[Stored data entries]
□ □ □
//! Route variable storage.
//!
//! Variables are kept in a small vector so the common case of a handful of
//! path variables stays on the stack.

use std::collections::HashMap;

use smallvec::SmallVec;

/// Maximum number of variables stored inline (stack allocated).
const INLINE_VARS: usize = 4;

/// Variables extracted from a matched path, in template order.
///
/// # Example
///
/// ```rust
/// use gizmo_router::RouteVars;
///
/// let mut vars = RouteVars::new();
/// vars.push("userId", "123");
/// vars.push("action", "view");
///
/// assert_eq!(vars.get("userId"), Some("123"));
/// assert_eq!(vars.get("unknown"), None);
/// assert_eq!(vars.to_map().len(), 2);
/// ```
#[derive(Debug, Clone, PartialEq, Eq, Default)]
pub struct RouteVars {
    inner: SmallVec<[(String, String); INLINE_VARS]>,
}

impl RouteVars {
    /// Creates an empty variable set.
    #[must_use]
    pub fn new() -> Self {
        Self::default()
    }

    /// Adds a variable.
    pub fn push(&mut self, name: impl Into<String>, value: impl Into<String>) {
        self.inner.push((name.into(), value.into()));
    }

    /// Returns the value for a variable by name.
    #[must_use]
    pub fn get(&self, name: &str) -> Option<&str> {
        self.inner
            .iter()
            .find(|(n, _)| n == name)
            .map(|(_, v)| v.as_str())
    }

    /// Returns true if no variables were extracted.
    #[must_use]
    pub fn is_empty(&self) -> bool {
        self.inner.is_empty()
    }

    /// Returns the number of variables.
    #[must_use]
    pub fn len(&self) -> usize {
        self.inner.len()
    }

    /// Returns an iterator over `(name, value)` pairs.
    pub fn iter(&self) -> impl Iterator<Item = (&str, &str)> {
        self.inner.iter().map(|(n, v)| (n.as_str(), v.as_str()))
    }

    /// Copies the variables into a map. Later duplicates overwrite earlier ones.
    #[must_use]
    pub fn to_map(&self) -> HashMap<String, String> {
        self.inner.iter().cloned().collect()
    }

    pub(crate) fn truncate(&mut self, len: usize) {
        self.inner.truncate(len);
    }
}

impl<'a> IntoIterator for &'a RouteVars {
    type Item = (&'a str, &'a str);
    type IntoIter = std::iter::Map<
        std::slice::Iter<'a, (String, String)>,
        fn(&'a (String, String)) -> (&'a str, &'a str),
    >;

    fn into_iter(self) -> Self::IntoIter {
        self.inner.iter().map(|(n, v)| (n.as_str(), v.as_str()))
    }
}

impl FromIterator<(String, String)> for RouteVars {
    fn from_iter<I: IntoIterator<Item = (String, String)>>(iter: I) -> Self {
        Self {
            inner: iter.into_iter().collect(),
        }
    }
}

#[cfg(test)]
mod tests {
    use super::*;

    #[test]
    fn test_vars_push_and_get() {
        let mut vars = RouteVars::new();
        vars.push("id", "123");
        vars.push("name", "alice");

        assert_eq!(vars.get("id"), Some("123"));
        assert_eq!(vars.get("name"), Some("alice"));
        assert_eq!(vars.get("unknown"), None);
        assert_eq!(vars.len(), 2);
    }

    #[test]
    fn test_vars_iter_keeps_order() {
        let vars: RouteVars = vec![
            ("b".to_string(), "2".to_string()),
            ("a".to_string(), "1".to_string()),
        ]
        .into_iter()
        .collect();

        let pairs: Vec<_> = vars.iter().collect();
        assert_eq!(pairs, vec![("b", "2"), ("a", "1")]);
    }

    #[test]
    fn test_vars_truncate() {
        let mut vars = RouteVars::new();
        vars.push("a", "1");
        vars.push("b", "2");
        vars.truncate(1);
        assert_eq!(vars.len(), 1);
        assert_eq!(vars.get("b"), None);
    }

    #[test]
    fn test_vars_many() {
        let mut vars = RouteVars::new();
        for i in 0..10 {
            vars.push(format!("key{i}"), format!("value{i}"));
        }
        assert_eq!(vars.len(), 10);
        assert_eq!(vars.to_map()["key5"], "value5");
    }

    #[test]
    fn test_empty_map() {
        assert!(RouteVars::new().to_map().is_empty());
    }
}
□ □ □
### Work task
Show the data once more, exactly as it was written.

### Solution
//! Route variable storage.
//!
//! Variables are kept in a small vector so the common case of a handful of
//! path variables stays on the stack.

use std::collections::HashMap;

use smallvec::SmallVec;

/// Maximum number of variables stored inline (stack allocated).
const INLINE_VARS: usize = 4;

/// Variables extracted from a matched path, in template order.
///
/// # Example
///
/// ```rust
/// use gizmo_router::RouteVars;
///
/// let mut vars = RouteVars::new();
/// vars.push("userId", "123");
/// vars.push("action", "view");
///
/// assert_eq!(vars.get("userId"), Some("123"));
/// assert_eq!(vars.get("unknown"), None);
/// assert_eq!(vars.to_map().len(), 2);
/// ```
#[derive(Debug, Clone, PartialEq, Eq, Default)]
pub struct RouteVars {
    inner: SmallVec<[(String, String); INLINE_VARS]>,
}

impl RouteVars {
    /// Creates an empty variable set.
    #[must_use]
    pub fn new() -> Self {
        Self::default()
    }

    /// Adds a variable.
    pub fn push(&mut self, name: impl Into<String>, value: impl Into<String>) {
        self.inner.push((name.into(), value.into()));
    }

    /// Returns the value for a variable by name.
    #[must_use]
    pub fn get(&self, name: &str) -> Option<&str> {
        self.inner
            .iter()
            .find(|(n, _)| n == name)
            .map(|(_, v)| v.as_str())
    }

    /// Returns true if no variables were extracted.
    #[must_use]
    pub fn is_empty(&self) -> bool {
        self.inner.is_empty()
    }

    /// Returns the number of variables.
    #[must_use]
    pub fn len(&self) -> usize {
        self.inner.len()
    }

    /// Returns an iterator over `(name, value)` pairs.
    pub fn iter(&self) -> impl Iterator<Item = (&str, &str)> {
        self.inner.iter().map(|(n, v)| (n.as_str(), v.as_str()))
    }

    /// Copies the variables into a map. Later duplicates overwrite earlier ones.
    #[must_use]
    pub fn to_map(&self) -> HashMap<String, String> {
        self.inner.iter().cloned().collect()
    }

    pub(crate) fn truncate(&mut self, len: usize) {
        self.inner.truncate(len);
    }
}

impl<'a> IntoIterator for &'a RouteVars {
    type Item = (&'a str, &'a str);
    type IntoIter = std::iter::Map<
        std::slice::Iter<'a, (String, String)>,
        fn(&'a (String, String)) -> (&'a str, &'a str),
    >;

    fn into_iter(self) -> Self::IntoIter {
        self.inner.iter().map(|(n, v)| (n.as_str(), v.as_str()))
    }
}

impl FromIterator<(String, String)> for RouteVars {
    fn from_iter<I: IntoIterator<Item = (String, String)>>(iter: I) -> Self {
        Self {
            inner: iter.into_iter().collect(),
        }
    }
}

#[cfg(test)]
mod tests {
    use super::*;

    #[test]
    fn test_vars_push_and_get() {
        let mut vars = RouteVars::new();
        vars.push("id", "123");
        vars.push("name", "alice");

        assert_eq!(vars.get("id"), Some("123"));
        assert_eq!(vars.get("name"), Some("alice"));
        assert_eq!(vars.get("unknown"), None);
        assert_eq!(vars.len(), 2);
    }

    #[test]
    fn test_vars_iter_keeps_order() {
        let vars: RouteVars = vec![
            ("b".to_string(), "2".to_string()),
            ("a".to_string(), "1".to_string()),
        ]
        .into_iter()
        .collect();

        let pairs: Vec<_> = vars.iter().collect();
        assert_eq!(pairs, vec![("b", "2"), ("a", "1")]);
    }

    #[test]
    fn test_vars_truncate() {
        let mut vars = RouteVars::new();
        vars.push("a", "1");
        vars.push("b", "2");
        vars.truncate(1);
        assert_eq!(vars.len(), 1);
        assert_eq!(vars.get("b"), None);
    }

    #[test]
    fn test_vars_many() {
        let mut vars = RouteVars::new();
        for i in 0..10 {
            vars.push(format!("key{i}"), format!("value{i}"));
        }
        assert_eq!(vars.len(), 10);
        assert_eq!(vars.to_map()["key5"], "value5");
    }

    #[test]
    fn test_empty_map() {
        assert!(RouteVars::new().to_map().is_empty());
    }
}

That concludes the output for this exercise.